Lead Scorer
Analyze a domain and return a 0-100 lead score with detailed breakdown. The key feature is customizable scoring profiles — JSON configs that define which signals matter and their weights.
How It Works
- DNS Analysis — MX records (Google Workspace/M365 = real business), SPF/DMARC
- Sitemap Parsing — URL count, last modified dates, content volume
- Website Scraping — Blog detection, tech stack, meta tags, social links, contact info
- Signal Scoring — Each signal scored against the profile weights
- Grade Assignment — A (80-100), B (60-79), C (40-59), D (20-39), F (0-19)
Dependencies
pip3 install dnspython
Usage
Single domain (default profile)
python3 scripts/score_lead.py example.com
With custom profile
python3 scripts/score_lead.py example.com --profile clearscope.json
Multiple domains
python3 scripts/score_lead.py domain1.com domain2.com domain3.com
Batch from CSV
python3 scripts/score_lead.py --csv leads.csv --domain-column "Website"
Options
--profile FILE— Scoring profile JSON (default:default.json, resolved fromscripts/profiles/)--csv FILE— CSV file with domains--domain-column NAME— Column name for domains in CSV (default:domain)--scrape-delay SECONDS— Delay between HTTP requests (default: 0.5)--output FILE— Write results to file instead of stdout
Output
JSON to stdout with overall score, per-signal breakdown, raw data, and summary:
{
"domain": "example.com",
"score": 72,
"grade": "B",
"profile": "default",
"signals": {
"has_blog": {"score": 20, "max": 20, "evidence": "Blog found at /blog; 234 URLs in sitemap"},
"business_legitimacy": {"score": 15, "max": 20, "evidence": "MX: Google Workspace; SPF configured"}
},
"raw_data": {
"sitemap_urls": 234,
"mx_provider": "Google Workspace",
"tech_stack": ["WordPress", "Cloudflare"]
},
"summary": "Strong in: has blog, business legitimacy. Good lead, worth pursuing."
}
Scoring Profiles
Profiles are the key differentiator. They let you define what matters for YOUR use case.
Profile format
{
"name": "my-profile",
"description": "What this profile scores for",
"signals": {
"signal_name": {
"weight": 25,
"description": "What this signal measures",
"keywords": ["optional", "keyword", "list"]
}
}
}
Built-in signals
| Signal | What it checks |
|---|---|
has_blog | Blog/content section existence + sitemap volume |
business_legitimacy | MX provider, SPF/DMARC, about page, meta tags |
content_velocity | Sitemap dates — recency and frequency of updates |
tech_stack | CMS, analytics, chat tools detected in page source |
audience_size | Social media links (Twitter, LinkedIn, YouTube, Facebook) |
contact_findability | Contact page, emails on site, LinkedIn link |
seo_tools | Keyword matching in homepage text (requires keywords array) |
Custom keyword signals
Any signal with a keywords array will match those terms against the homepage text. This is how you detect competitors, tools, or industry terms:
{
"name": "crm-seller",
"signals": {
"uses_crm": {
"weight": 30,
"description": "Already uses a CRM",
"keywords": ["salesforce", "hubspot", "pipedrive", "zoho crm", "close.io"]
},
"has_sales_team": {
"weight": 25,
"description": "Mentions sales roles or team",
"keywords": ["sales team", "account executive", "sdr", "business development"]
}
}
}
Shipped profiles
default.json— Generic scoring for any SaaS/content companyclearscope.json— Example profile for SEO tool partnership leads
Create your own in scripts/profiles/ or pass any path with --profile.
Rate Limiting
The script is polite by default:
--scrape-delay 0.5— 500ms between HTTP requests (default)- Each domain makes ~5-8 requests (homepage, blog, about, contact, sitemap, DNS)

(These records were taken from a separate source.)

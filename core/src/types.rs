//! Shared primitive types used across the key engine.

use serde::{Deserialize, Serialize};
use std::fmt;

/// Canonical account identifier (see `ids::canonical_id`).
pub type AccountId = String;

/// Party identifier carrying its `P`/`O` prefix.
pub type PartyId = String;

/// Canonical address identifier.
pub type AddressId = String;

/// Published relationship key. Decimal string of the mode's key sequence.
pub type KeyId = String;

/// Identifier of one engine run.
pub type RunId = String;

/// Timestamp format used for `as_of` columns.
pub const AS_OF_FORMAT: &str = "%Y-%m-%d %H:%M:%S";

/// Grouping mode. Each mode has its own graph, key sequence and tables.
#[derive(Debug, Clone, Copy, Serialize, Deserialize, PartialEq, Eq, PartialOrd, Ord, Hash)]
#[serde(rename_all = "snake_case")]
pub enum Mode {
    Portfolio, // address OR ownership
    Address,   // household view
    Ownership, // business relationship view
}

impl Mode {
    pub const ALL: [Mode; 3] = [Mode::Portfolio, Mode::Address, Mode::Ownership];

    pub fn as_str(&self) -> &'static str {
        match self {
            Mode::Portfolio => "portfolio",
            Mode::Address   => "address",
            Mode::Ownership => "ownership",
        }
    }

    pub fn uses_address(&self) -> bool {
        matches!(self, Mode::Portfolio | Mode::Address)
    }

    pub fn uses_ownership(&self) -> bool {
        matches!(self, Mode::Portfolio | Mode::Ownership)
    }

    pub fn current_table(&self) -> &'static str {
        match self {
            Mode::Portfolio => "portfolio_current",
            Mode::Address   => "address_current",
            Mode::Ownership => "ownership_current",
        }
    }

    pub fn historical_table(&self) -> &'static str {
        match self {
            Mode::Portfolio => "portfolio_historical",
            Mode::Address   => "address_historical",
            Mode::Ownership => "ownership_historical",
        }
    }

    /// Column name `attach_key` adds to a dataset.
    pub fn key_column(&self) -> String {
        format!("{}_key", self.as_str())
    }
}

impl fmt::Display for Mode {
    fn fmt(&self, f: &mut fmt::Formatter<'_>) -> fmt::Result {
        f.write_str(self.as_str())
    }
}

impl std::str::FromStr for Mode {
    type Err = String;

    fn from_str(s: &str) -> Result<Self, Self::Err> {
        match s {
            "portfolio" => Ok(Mode::Portfolio),
            "address"   => Ok(Mode::Address),
            "ownership" => Ok(Mode::Ownership),
            other       => Err(format!("unknown mode '{other}'")),
        }
    }
}

/// One row of a `current` table.
#[derive(Debug, Clone, Serialize, Deserialize, PartialEq, Eq)]
pub struct KeyAssignment {
    pub account_id: AccountId,
    pub key_id:     KeyId,
}
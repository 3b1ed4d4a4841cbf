pub mod config;
pub mod engine;
pub mod error;
pub mod event;
pub mod graph;
pub mod ids;
pub mod ingest;
pub mod publish;
pub mod reconcile;
pub mod resolver;
pub mod source;
pub mod store;
pub mod types;
pub mod union_find;
pub mod warehouse;

pub use config::R360Config;
pub use engine::{KeyEngine, RunReport};
pub use error::{R360Error, R360Result};
pub use store::{KeyStore, MemoryKeyStore, SqliteKeyStore};
pub use types::Mode;
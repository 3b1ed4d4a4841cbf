//! SQLite-backed `RecordSource` over a nightly warehouse extract.
//!
//! Each fetch opens its own read-only connection so the four queries can run
//! on separate threads. Any SQLite failure is reported as
//! `SourceUnavailable` and goes through the ingestion retry loop.

use crate::{
    error::{R360Error, R360Result},
    ids::RawValue,
    source::{PartyKind, RawAccount, RawAddress, RawAddressLink, RawRole, RecordSource},
    types::AS_OF_FORMAT,
};
use chrono::{NaiveDate, NaiveDateTime};
use rusqlite::{params_from_iter, types::Value, Connection, OpenFlags};

pub struct WarehouseSource {
    path: String,
}

impl WarehouseSource {
    pub fn new(path: &str) -> Self {
        Self { path: path.to_string() }
    }

    /// Create the extract tables in a fresh database (tests and local fixtures).
    pub fn init_schema(conn: &Connection) -> R360Result<()> {
        conn.execute_batch(include_str!("../../migrations/warehouse.sql"))?;
        Ok(())
    }

    fn connect(&self, query: &str) -> R360Result<Connection> {
        Connection::open_with_flags(
            &self.path,
            OpenFlags::SQLITE_OPEN_READ_ONLY | OpenFlags::SQLITE_OPEN_URI,
        )
        .map_err(|e| unavailable(query, e))
    }

    /// Run `sql` and return every row as raw values, `width` columns each.
    fn fetch(&self, query: &str, sql: &str, args: &[String], width: usize) -> R360Result<Vec<Vec<Value>>> {
        let conn = self.connect(query)?;
        let mut stmt = conn.prepare(sql).map_err(|e| unavailable(query, e))?;
        let rows = stmt
            .query_map(params_from_iter(args.iter()), |row| {
                (0..width).map(|i| row.get::<_, Value>(i)).collect::<Result<Vec<_>, _>>()
            })
            .map_err(|e| unavailable(query, e))?
            .collect::<Result<Vec<_>, _>>()
            .map_err(|e| unavailable(query, e))?;
        log::debug!("{query}: fetched {} rows", rows.len());
        Ok(rows)
    }

    fn address_links(&self, kind: PartyKind, use_codes: &[String]) -> R360Result<Vec<RawAddressLink>> {
        let (query, table, party_col) = match kind {
            PartyKind::Person       => ("pers_addr_use", "pers_addr_use", "persnbr"),
            PartyKind::Organization => ("org_addr_use", "org_addr_use", "orgnbr"),
        };
        let sql = format!(
            "SELECT {party_col}, addrnbr, addrusecd, datelastmaint FROM {table}
             WHERE addrusecd IN ({})",
            placeholders(use_codes.len())
        );
        self.fetch(query, &sql, use_codes, 4)?
            .into_iter()
            .map(|mut cols| {
                let maint = cols.pop().unwrap_or(Value::Null);
                let use_code = RawValue::from(cols.pop().unwrap_or(Value::Null));
                let addrnbr = RawValue::from(cols.pop().unwrap_or(Value::Null));
                let party = RawValue::from(cols.pop().unwrap_or(Value::Null));
                Ok(RawAddressLink {
                    party_kind: kind,
                    party,
                    addrnbr,
                    use_code: use_code.as_text().unwrap_or_default(),
                    maintained_at: parse_maintained(query, maint)?,
                })
            })
            .collect()
    }
}

impl RecordSource for WarehouseSource {
    fn accounts(&self) -> R360Result<Vec<RawAccount>> {
        let rows = self.fetch(
            "acct_common",
            "SELECT acctnbr, curracctstatcd, mjaccttypcd, taxrptforpersnbr, taxrptfororgnbr
             FROM acct_common",
            &[],
            5,
        )?;
        Ok(rows
            .into_iter()
            .map(|cols| {
                let mut it = cols.into_iter().map(RawValue::from);
                let mut next = || it.next().unwrap_or(RawValue::Null);
                RawAccount {
                    acctnbr:     next(),
                    status_code: next(),
                    type_code:   next(),
                    tax_person:  next(),
                    tax_org:     next(),
                }
            })
            .collect())
    }

    fn primary_address_links(&self, use_codes: &[String]) -> R360Result<Vec<RawAddressLink>> {
        if use_codes.is_empty() {
            return Ok(Vec::new());
        }
        let mut links = self.address_links(PartyKind::Person, use_codes)?;
        links.extend(self.address_links(PartyKind::Organization, use_codes)?);
        Ok(links)
    }

    fn addresses(&self) -> R360Result<Vec<RawAddress>> {
        let rows = self.fetch(
            "wh_addr",
            "SELECT addrnbr, text1, text2, text3, cityname, statecd, zipcd FROM wh_addr",
            &[],
            7,
        )?;
        Ok(rows
            .into_iter()
            .map(|cols| {
                let mut it = cols.into_iter().map(RawValue::from);
                let mut next = || it.next().unwrap_or(RawValue::Null);
                RawAddress {
                    addrnbr: next(),
                    text1:   next(),
                    text2:   next(),
                    text3:   next(),
                    city:    next(),
                    state:   next(),
                    zip:     next(),
                }
            })
            .collect())
    }

    fn ownership_roles(&self, role_codes: &[String]) -> R360Result<Vec<RawRole>> {
        if role_codes.is_empty() {
            return Ok(Vec::new());
        }
        let sql = format!(
            "SELECT acctnbr, persnbr, orgnbr, acctrolecd FROM wh_allroles
             WHERE acctrolecd IN ({})",
            placeholders(role_codes.len())
        );
        let rows = self.fetch("wh_allroles", &sql, role_codes, 4)?;
        Ok(rows
            .into_iter()
            .map(|cols| {
                let mut it = cols.into_iter().map(RawValue::from);
                let mut next = || it.next().unwrap_or(RawValue::Null);
                RawRole {
                    acctnbr:   next(),
                    persnbr:   next(),
                    orgnbr:    next(),
                    role_code: next().as_text().unwrap_or_default(),
                }
            })
            .collect())
    }
}

fn unavailable(query: &str, e: rusqlite::Error) -> R360Error {
    R360Error::SourceUnavailable {
        query: query.to_string(),
        reason: e.to_string(),
    }
}

fn placeholders(n: usize) -> String {
    (1..=n).map(|i| format!("?{i}")).collect::<Vec<_>>().join(", ")
}

/// Maintenance stamps arrive as `YYYY-MM-DD HH:MM:SS` or a bare date.
fn parse_maintained(query: &str, v: Value) -> R360Result<Option<NaiveDateTime>> {
    let text = match RawValue::from(v).as_text() {
        Some(t) => t,
        None => return Ok(None),
    };
    if let Ok(ts) = NaiveDateTime::parse_from_str(&text, AS_OF_FORMAT) {
        return Ok(Some(ts));
    }
    if let Ok(d) = NaiveDate::parse_from_str(&text, "%Y-%m-%d") {
        return Ok(d.and_hms_opt(0, 0, 0));
    }
    Err(R360Error::integrity(
        query,
        format!("column 'datelastmaint' holds unparseable timestamp '{text}'"),
    ))
}
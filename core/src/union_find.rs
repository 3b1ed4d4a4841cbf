//! Disjoint-set forest over dense indices.
//!
//! Path halving on `find`, union by size. Representatives are an internal
//! detail and must not be exposed as identifiers.

#[derive(Debug, Clone)]
pub struct DisjointSet {
    parent: Vec<usize>,
    size:   Vec<usize>,
}

impl DisjointSet {
    pub fn new(n: usize) -> Self {
        Self {
            parent: (0..n).collect(),
            size:   vec![1; n],
        }
    }

    pub fn len(&self) -> usize {
        self.parent.len()
    }

    pub fn is_empty(&self) -> bool {
        self.parent.is_empty()
    }

    pub fn find(&mut self, mut x: usize) -> usize {
        while self.parent[x] != x {
            self.parent[x] = self.parent[self.parent[x]];
            x = self.parent[x];
        }
        x
    }

    /// Merge the sets holding `a` and `b`. Returns false if already joined.
    pub fn union(&mut self, a: usize, b: usize) -> bool {
        let (mut ra, mut rb) = (self.find(a), self.find(b));
        if ra == rb {
            return false;
        }
        if self.size[ra] < self.size[rb] {
            std::mem::swap(&mut ra, &mut rb);
        }
        self.parent[rb] = ra;
        self.size[ra] += self.size[rb];
        true
    }

    /// Union every member into the first one. O(members), no pairs.
    pub fn union_all(&mut self, members: &[usize]) -> usize {
        let Some((&first, rest)) = members.split_first() else { return 0 };
        rest.iter().filter(|&&m| self.union(first, m)).count()
    }

    pub fn set_size(&mut self, x: usize) -> usize {
        let root = self.find(x);
        self.size[root]
    }
}

#[cfg(test)]
mod tests {
    use super::*;

    #[test]
    fn singletons_until_joined() {
        let mut ds = DisjointSet::new(4);
        assert_ne!(ds.find(0), ds.find(1));
        assert!(ds.union(0, 1));
        assert!(!ds.union(1, 0));
        assert_eq!(ds.find(0), ds.find(1));
        assert_eq!(ds.set_size(1), 2);
        assert_eq!(ds.set_size(3), 1);
    }

    #[test]
    fn union_all_joins_a_hub_in_one_pass() {
        let mut ds = DisjointSet::new(6);
        assert_eq!(ds.union_all(&[1, 3, 5]), 2);
        assert_eq!(ds.union_all(&[5, 3]), 0);
        assert_eq!(ds.union_all(&[]), 0);
        assert_eq!(ds.set_size(3), 3);
        assert_ne!(ds.find(0), ds.find(1));
    }

    #[test]
    fn long_chains_stay_connected() {
        let n = 10_000;
        let mut ds = DisjointSet::new(n);
        for i in 1..n {
            ds.union(i - 1, i);
        }
        let root = ds.find(0);
        assert!((0..n).all(|i| ds.find(i) == root));
        assert_eq!(ds.set_size(n - 1), n);
    }
}
//! Read-only tabular source capability.
//!
//! The engine never sees query text. A source hands back raw rows for the
//! four record sets; `ingest` normalizes them.

use crate::{error::R360Result, ids::RawValue};
use chrono::NaiveDateTime;
use serde::{Deserialize, Serialize};

#[derive(Debug, Clone, Copy, Serialize, Deserialize, PartialEq, Eq, Hash)]
#[serde(rename_all = "snake_case")]
pub enum PartyKind {
    Person,
    Organization,
}

/// Account master row.
#[derive(Debug, Clone, PartialEq, Serialize, Deserialize)]
pub struct RawAccount {
    pub acctnbr:          RawValue,
    pub status_code:      RawValue,
    pub type_code:        RawValue,
    pub tax_person:       RawValue,
    pub tax_org:          RawValue,
}

/// Party → address use row.
#[derive(Debug, Clone, PartialEq, Serialize, Deserialize)]
pub struct RawAddressLink {
    pub party_kind:    PartyKind,
    pub party:         RawValue,
    pub addrnbr:       RawValue,
    pub use_code:      String,
    pub maintained_at: Option<NaiveDateTime>,
}

/// Address directory row.
#[derive(Debug, Clone, PartialEq, Serialize, Deserialize)]
pub struct RawAddress {
    pub addrnbr: RawValue,
    pub text1:   RawValue,
    pub text2:   RawValue,
    pub text3:   RawValue,
    pub city:    RawValue,
    pub state:   RawValue,
    pub zip:     RawValue,
}

/// Account role row.
#[derive(Debug, Clone, PartialEq, Serialize, Deserialize)]
pub struct RawRole {
    pub acctnbr:   RawValue,
    pub persnbr:   RawValue,
    pub orgnbr:    RawValue,
    pub role_code: String,
}

/// The four read-only queries the engine depends on.
///
/// Implementations must be `Sync`: ingestion issues the fetches concurrently.
/// Connectivity failures should surface as `R360Error::SourceUnavailable` so
/// they are retried.
pub trait RecordSource: Sync {
    fn accounts(&self) -> R360Result<Vec<RawAccount>>;

    /// Party → address links restricted to the given use codes.
    fn primary_address_links(&self, use_codes: &[String]) -> R360Result<Vec<RawAddressLink>>;

    fn addresses(&self) -> R360Result<Vec<RawAddress>>;

    /// Role rows restricted to the given ownership role codes.
    fn ownership_roles(&self, role_codes: &[String]) -> R360Result<Vec<RawRole>>;
}

/// In-memory source. Used by tests and by callers that already hold rows.
#[derive(Debug, Clone, Default)]
pub struct MemorySource {
    pub accounts:      Vec<RawAccount>,
    pub address_links: Vec<RawAddressLink>,
    pub addresses:     Vec<RawAddress>,
    pub roles:         Vec<RawRole>,
}

impl MemorySource {
    pub fn new() -> Self {
        Self::default()
    }

    /// Add an account reporting under a person.
    pub fn account(&mut self, acctnbr: impl Into<RawValue>, tax_person: impl Into<RawValue>) -> &mut Self {
        self.accounts.push(RawAccount {
            acctnbr:     acctnbr.into(),
            status_code: RawValue::Text("ACT".into()),
            type_code:   RawValue::Null,
            tax_person:  tax_person.into(),
            tax_org:     RawValue::Null,
        });
        self
    }

    /// Add an account reporting under an organization.
    pub fn org_account(&mut self, acctnbr: impl Into<RawValue>, tax_org: impl Into<RawValue>) -> &mut Self {
        self.accounts.push(RawAccount {
            acctnbr:     acctnbr.into(),
            status_code: RawValue::Text("ACT".into()),
            type_code:   RawValue::Null,
            tax_person:  RawValue::Null,
            tax_org:     tax_org.into(),
        });
        self
    }

    /// Add a primary address link for a party, with an explicit maintenance time.
    pub fn primary_address(
        &mut self,
        party_kind: PartyKind,
        party: impl Into<RawValue>,
        addrnbr: impl Into<RawValue>,
        maintained_at: Option<NaiveDateTime>,
    ) -> &mut Self {
        self.address_links.push(RawAddressLink {
            party_kind,
            party: party.into(),
            addrnbr: addrnbr.into(),
            use_code: "PRI".into(),
            maintained_at,
        });
        self
    }

    /// Add an address directory entry with a street line and zip only.
    pub fn address(&mut self, addrnbr: impl Into<RawValue>, street: &str, zip: &str) -> &mut Self {
        self.addresses.push(RawAddress {
            addrnbr: addrnbr.into(),
            text1:   RawValue::Text(street.into()),
            text2:   RawValue::Null,
            text3:   RawValue::Null,
            city:    RawValue::Null,
            state:   RawValue::Null,
            zip:     RawValue::Text(zip.into()),
        });
        self
    }

    pub fn role(
        &mut self,
        acctnbr: impl Into<RawValue>,
        party_kind: PartyKind,
        party: impl Into<RawValue>,
        role_code: &str,
    ) -> &mut Self {
        let party = party.into();
        let (persnbr, orgnbr) = match party_kind {
            PartyKind::Person       => (party, RawValue::Null),
            PartyKind::Organization => (RawValue::Null, party),
        };
        self.roles.push(RawRole {
            acctnbr: acctnbr.into(),
            persnbr,
            orgnbr,
            role_code: role_code.into(),
        });
        self
    }
}

impl RecordSource for MemorySource {
    fn accounts(&self) -> R360Result<Vec<RawAccount>> {
        Ok(self.accounts.clone())
    }

    fn primary_address_links(&self, use_codes: &[String]) -> R360Result<Vec<RawAddressLink>> {
        Ok(self
            .address_links
            .iter()
            .filter(|l| use_codes.contains(&l.use_code))
            .cloned()
            .collect())
    }

    fn addresses(&self) -> R360Result<Vec<RawAddress>> {
        Ok(self.addresses.clone())
    }

    fn ownership_roles(&self, role_codes: &[String]) -> R360Result<Vec<RawRole>> {
        Ok(self
            .roles
            .iter()
            .filter(|r| role_codes.contains(&r.role_code))
            .cloned()
            .collect())
    }
}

- For batch mode, there's an additional delay between domains
- Increase delay for large batches:
--scrape-delay 2 - All requests use a generic User-Agent string
Recommended delays
| Batch size | Delay | Est. time |
|---|---|---|
| 1-10 | 0.5s (default) | ~30s-2min |
| 10-50 | 1.0s | ~5-15min |
| 50+ | 2.0s | ~30min+ |
Error Handling
If a signal can't be gathered (site down, DNS timeout, etc.), it scores 0 with an explanation in the evidence field. The script never crashes on a single domain failure — it logs the issue to stderr and continues.
Tips
- Start with default profile, review results, then customize
- Weights should sum to 100 for intuitive scoring (not required — auto-normalizes)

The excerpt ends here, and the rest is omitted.